Task:
Only the lines from the one containing "if let Some(s) = payload.downcast_ref::<&str>()" to the end of the listing below are wanted, repeated exactly.

*-*-*

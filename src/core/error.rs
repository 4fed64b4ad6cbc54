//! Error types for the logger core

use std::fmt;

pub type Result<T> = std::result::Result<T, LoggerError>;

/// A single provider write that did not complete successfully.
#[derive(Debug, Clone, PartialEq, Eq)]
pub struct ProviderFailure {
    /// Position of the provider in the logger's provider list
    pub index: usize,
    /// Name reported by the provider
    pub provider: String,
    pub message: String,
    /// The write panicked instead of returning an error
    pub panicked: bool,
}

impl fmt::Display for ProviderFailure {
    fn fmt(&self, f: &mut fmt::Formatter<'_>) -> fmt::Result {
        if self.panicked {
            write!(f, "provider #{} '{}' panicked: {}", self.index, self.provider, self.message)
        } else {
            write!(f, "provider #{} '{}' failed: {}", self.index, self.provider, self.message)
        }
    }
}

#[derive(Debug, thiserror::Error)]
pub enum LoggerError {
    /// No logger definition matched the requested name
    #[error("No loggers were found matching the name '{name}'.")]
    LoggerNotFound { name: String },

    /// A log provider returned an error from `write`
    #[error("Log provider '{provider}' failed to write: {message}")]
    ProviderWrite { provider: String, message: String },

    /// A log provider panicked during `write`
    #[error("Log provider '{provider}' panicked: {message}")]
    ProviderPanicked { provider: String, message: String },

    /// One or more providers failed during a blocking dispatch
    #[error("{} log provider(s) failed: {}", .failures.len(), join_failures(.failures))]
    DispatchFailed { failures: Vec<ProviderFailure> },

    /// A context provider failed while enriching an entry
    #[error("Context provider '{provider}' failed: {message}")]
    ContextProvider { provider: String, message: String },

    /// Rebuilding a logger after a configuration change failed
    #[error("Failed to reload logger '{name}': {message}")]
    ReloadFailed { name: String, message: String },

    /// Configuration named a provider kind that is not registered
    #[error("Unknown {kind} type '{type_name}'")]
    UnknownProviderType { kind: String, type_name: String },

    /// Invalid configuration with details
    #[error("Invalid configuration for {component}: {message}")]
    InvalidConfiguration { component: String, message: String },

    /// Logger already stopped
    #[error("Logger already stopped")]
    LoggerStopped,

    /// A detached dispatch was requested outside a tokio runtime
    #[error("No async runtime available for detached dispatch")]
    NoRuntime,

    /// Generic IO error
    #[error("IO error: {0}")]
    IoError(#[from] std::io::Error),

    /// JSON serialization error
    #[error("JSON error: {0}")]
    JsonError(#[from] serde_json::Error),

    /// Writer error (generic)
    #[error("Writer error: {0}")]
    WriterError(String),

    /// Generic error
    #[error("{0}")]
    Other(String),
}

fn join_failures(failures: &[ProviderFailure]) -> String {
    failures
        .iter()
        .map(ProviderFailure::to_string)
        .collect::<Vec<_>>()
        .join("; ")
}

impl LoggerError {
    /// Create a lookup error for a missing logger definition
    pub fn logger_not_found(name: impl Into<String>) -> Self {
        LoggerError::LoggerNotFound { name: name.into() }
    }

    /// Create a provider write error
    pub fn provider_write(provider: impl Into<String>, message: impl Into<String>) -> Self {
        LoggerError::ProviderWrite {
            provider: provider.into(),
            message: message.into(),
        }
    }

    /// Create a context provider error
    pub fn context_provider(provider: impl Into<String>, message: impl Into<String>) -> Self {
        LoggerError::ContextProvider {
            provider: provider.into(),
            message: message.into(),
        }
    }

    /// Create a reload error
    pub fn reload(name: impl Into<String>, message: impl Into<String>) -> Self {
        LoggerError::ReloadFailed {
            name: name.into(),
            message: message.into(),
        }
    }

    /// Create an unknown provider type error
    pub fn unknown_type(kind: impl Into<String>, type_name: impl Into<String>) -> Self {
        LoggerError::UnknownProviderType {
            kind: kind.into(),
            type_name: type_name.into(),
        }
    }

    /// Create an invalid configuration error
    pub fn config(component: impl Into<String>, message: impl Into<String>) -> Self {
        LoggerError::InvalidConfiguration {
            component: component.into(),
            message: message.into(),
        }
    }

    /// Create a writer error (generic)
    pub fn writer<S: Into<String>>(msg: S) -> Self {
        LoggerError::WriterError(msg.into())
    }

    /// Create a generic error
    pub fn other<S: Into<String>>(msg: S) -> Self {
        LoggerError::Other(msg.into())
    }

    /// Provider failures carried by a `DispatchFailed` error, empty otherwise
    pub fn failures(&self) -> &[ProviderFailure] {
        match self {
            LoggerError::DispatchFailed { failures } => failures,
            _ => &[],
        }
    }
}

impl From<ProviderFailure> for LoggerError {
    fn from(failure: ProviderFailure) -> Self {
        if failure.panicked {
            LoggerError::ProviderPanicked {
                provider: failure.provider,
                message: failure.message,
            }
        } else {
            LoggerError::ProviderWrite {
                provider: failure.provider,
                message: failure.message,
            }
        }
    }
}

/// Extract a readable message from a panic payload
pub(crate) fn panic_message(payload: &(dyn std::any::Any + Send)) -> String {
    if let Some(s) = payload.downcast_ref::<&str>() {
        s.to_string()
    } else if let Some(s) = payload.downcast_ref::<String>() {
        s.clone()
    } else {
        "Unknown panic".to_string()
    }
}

*-*-*

Solution for this problem:
    if let Some(s) = payload.downcast_ref::<&str>() {
        s.to_string()
    } else if let Some(s) = payload.downcast_ref::<String>() {
        s.clone()
    } else {
        "Unknown panic".to_string()
    }
}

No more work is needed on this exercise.